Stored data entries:
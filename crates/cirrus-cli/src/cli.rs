use std::path::PathBuf;

use clap::{ArgAction, Args, Parser, Subcommand};

pub const CIRRUS_BEFORE_HELP: &str = concat!(
    "cirrus ",
    env!("CARGO_PKG_VERSION"),
    " – published cloud artifact resolution\n\n",
    "\x1b[1;36mImage metadata\x1b[0m\n",
    "  metadata refresh   Fetch image records from every source and save them to the catalog.\n",
    "  metadata list      Show stored image records grouped by source.\n",
    "  metadata search    Show what a refresh would fetch, without saving.\n",
    "  metadata save      Save custom image records from a JSON file.\n\n",
    "\x1b[1;36mAgent tools\x1b[0m\n",
    "  tools ensure       Select published tools for a bootstrap, building them if allowed.\n",
);

#[derive(Parser, Debug)]
#[command(
    name = "cirrus",
    author,
    version,
    disable_help_subcommand = true,
    before_help = CIRRUS_BEFORE_HELP
)]
pub struct CirrusCli {
    #[arg(
        short,
        long,
        help = "Suppress human output (errors still print to stderr)",
        global = true
    )]
    pub quiet: bool,
    #[arg(short, long, action = ArgAction::Count, help = "Increase logging (-vv reaches trace)", global = true)]
    pub verbose: u8,
    #[arg(long, help = "Force trace logging regardless of -v/-q", global = true)]
    pub trace: bool,
    #[arg(
        long,
        help = "Emit {status,message,details} JSON envelopes",
        global = true
    )]
    pub json: bool,
    #[arg(long, help = "Disable colored human output", global = true)]
    pub no_color: bool,
    #[command(subcommand)]
    pub command: CommandGroupCli,
}

#[derive(Subcommand, Debug)]
pub enum CommandGroupCli {
    #[command(subcommand, about = "Refresh, inspect and extend the image metadata catalog.")]
    Metadata(MetadataCommand),
    #[command(subcommand, about = "Resolve agent tools for a bootstrap.")]
    Tools(ToolsCommand),
}

#[derive(Subcommand, Debug)]
pub enum MetadataCommand {
    #[command(about = "Fetch image records from every source and save them to the catalog.")]
    Refresh,
    #[command(about = "Show stored image records grouped by source.")]
    List(FilterArgs),
    #[command(about = "Show what a refresh would fetch, without saving.")]
    Search(FilterArgs),
    #[command(about = "Save custom image records from a JSON file.")]
    Save(SaveArgs),
}

#[derive(Args, Debug, Default)]
pub struct FilterArgs {
    #[arg(long, value_name = "REGION")]
    pub region: Option<String>,
    #[arg(long = "series", value_name = "SERIES")]
    pub series: Vec<String>,
    #[arg(long = "arch", value_name = "ARCH")]
    pub arches: Vec<String>,
    #[arg(long, value_name = "STREAM")]
    pub stream: Option<String>,
}

#[derive(Args, Debug)]
pub struct SaveArgs {
    #[arg(value_name = "RECORDS", help = "JSON array of image records")]
    pub path: PathBuf,
}

#[derive(Subcommand, Debug)]
pub enum ToolsCommand {
    #[command(about = "Select published tools for a bootstrap, building them if allowed.")]
    Ensure(EnsureArgs),
}

#[derive(Args, Debug)]
pub struct EnsureArgs {
    #[arg(long, value_name = "SERIES", help = "Target series (defaults to the environment's)")]
    pub series: Option<String>,
    #[arg(long, value_name = "ARCH")]
    pub arch: Option<String>,
}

TASK PROMPT: Return the full data above, line for line.

RESPONSE FOR THIS EXERCISE:
filename crates/cirrus-cli/src/cli.rs
use std::path::PathBuf;

use clap::{ArgAction, Args, Parser, Subcommand};

pub const CIRRUS_BEFORE_HELP: &str = concat!(
    "cirrus ",
    env!("CARGO_PKG_VERSION"),
    " – published cloud artifact resolution\n\n",
    "\x1b[1;36mImage metadata\x1b[0m\n",
    "  metadata refresh   Fetch image records from every source and save them to the catalog.\n",
    "  metadata list      Show stored image records grouped by source.\n",
    "  metadata search    Show what a refresh would fetch, without saving.\n",
    "  metadata save      Save custom image records from a JSON file.\n\n",
    "\x1b[1;36mAgent tools\x1b[0m\n",
    "  tools ensure       Select published tools for a bootstrap, building them if allowed.\n",
);

#[derive(Parser, Debug)]
#[command(
    name = "cirrus",
    author,
    version,
    disable_help_subcommand = true,
    before_help = CIRRUS_BEFORE_HELP
)]
pub struct CirrusCli {
    #[arg(
        short,
        long,
        help = "Suppress human output (errors still print to stderr)",
        global = true
    )]
    pub quiet: bool,
    #[arg(short, long, action = ArgAction::Count, help = "Increase logging (-vv reaches trace)", global = true)]
    pub verbose: u8,
    #[arg(long, help = "Force trace logging regardless of -v/-q", global = true)]
    pub trace: bool,
    #[arg(
        long,
        help = "Emit {status,message,details} JSON envelopes",
        global = true
    )]
    pub json: bool,
    #[arg(long, help = "Disable colored human output", global = true)]
    pub no_color: bool,
    #[command(subcommand)]
    pub command: CommandGroupCli,
}

#[derive(Subcommand, Debug)]
pub enum CommandGroupCli {
    #[command(subcommand, about = "Refresh, inspect and extend the image metadata catalog.")]
    Metadata(MetadataCommand),
    #[command(subcommand, about = "Resolve agent tools for a bootstrap.")]
    Tools(ToolsCommand),
}

#[derive(Subcommand, Debug)]
pub enum MetadataCommand {
    #[command(about = "Fetch image records from every source and save them to the catalog.")]
    Refresh,
    #[command(about = "Show stored image records grouped by source.")]
    List(FilterArgs),
    #[command(about = "Show what a refresh would fetch, without saving.")]
    Search(FilterArgs),
    #[command(about = "Save custom image records from a JSON file.")]
    Save(SaveArgs),
}

#[derive(Args, Debug, Default)]
pub struct FilterArgs {
    #[arg(long, value_name = "REGION")]
    pub region: Option<String>,
    #[arg(long = "series", value_name = "SERIES")]
    pub series: Vec<String>,
    #[arg(long = "arch", value_name = "ARCH")]
    pub arches: Vec<String>,
    #[arg(long, value_name = "STREAM")]
    pub stream: Option<String>,
}

#[derive(Args, Debug)]
pub struct SaveArgs {
    #[arg(value_name = "RECORDS", help = "JSON array of image records")]
    pub path: PathBuf,
}

#[derive(Subcommand, Debug)]
pub enum ToolsCommand {
    #[command(about = "Select published tools for a bootstrap, building them if allowed.")]
    Ensure(EnsureArgs),
}

#[derive(Args, Debug)]
pub struct EnsureArgs {
    #[arg(long, value_name = "SERIES", help = "Target series (defaults to the environment's)")]
    pub series: Option<String>,
    #[arg(long, value_name = "ARCH")]
    pub arch: Option<String>,
}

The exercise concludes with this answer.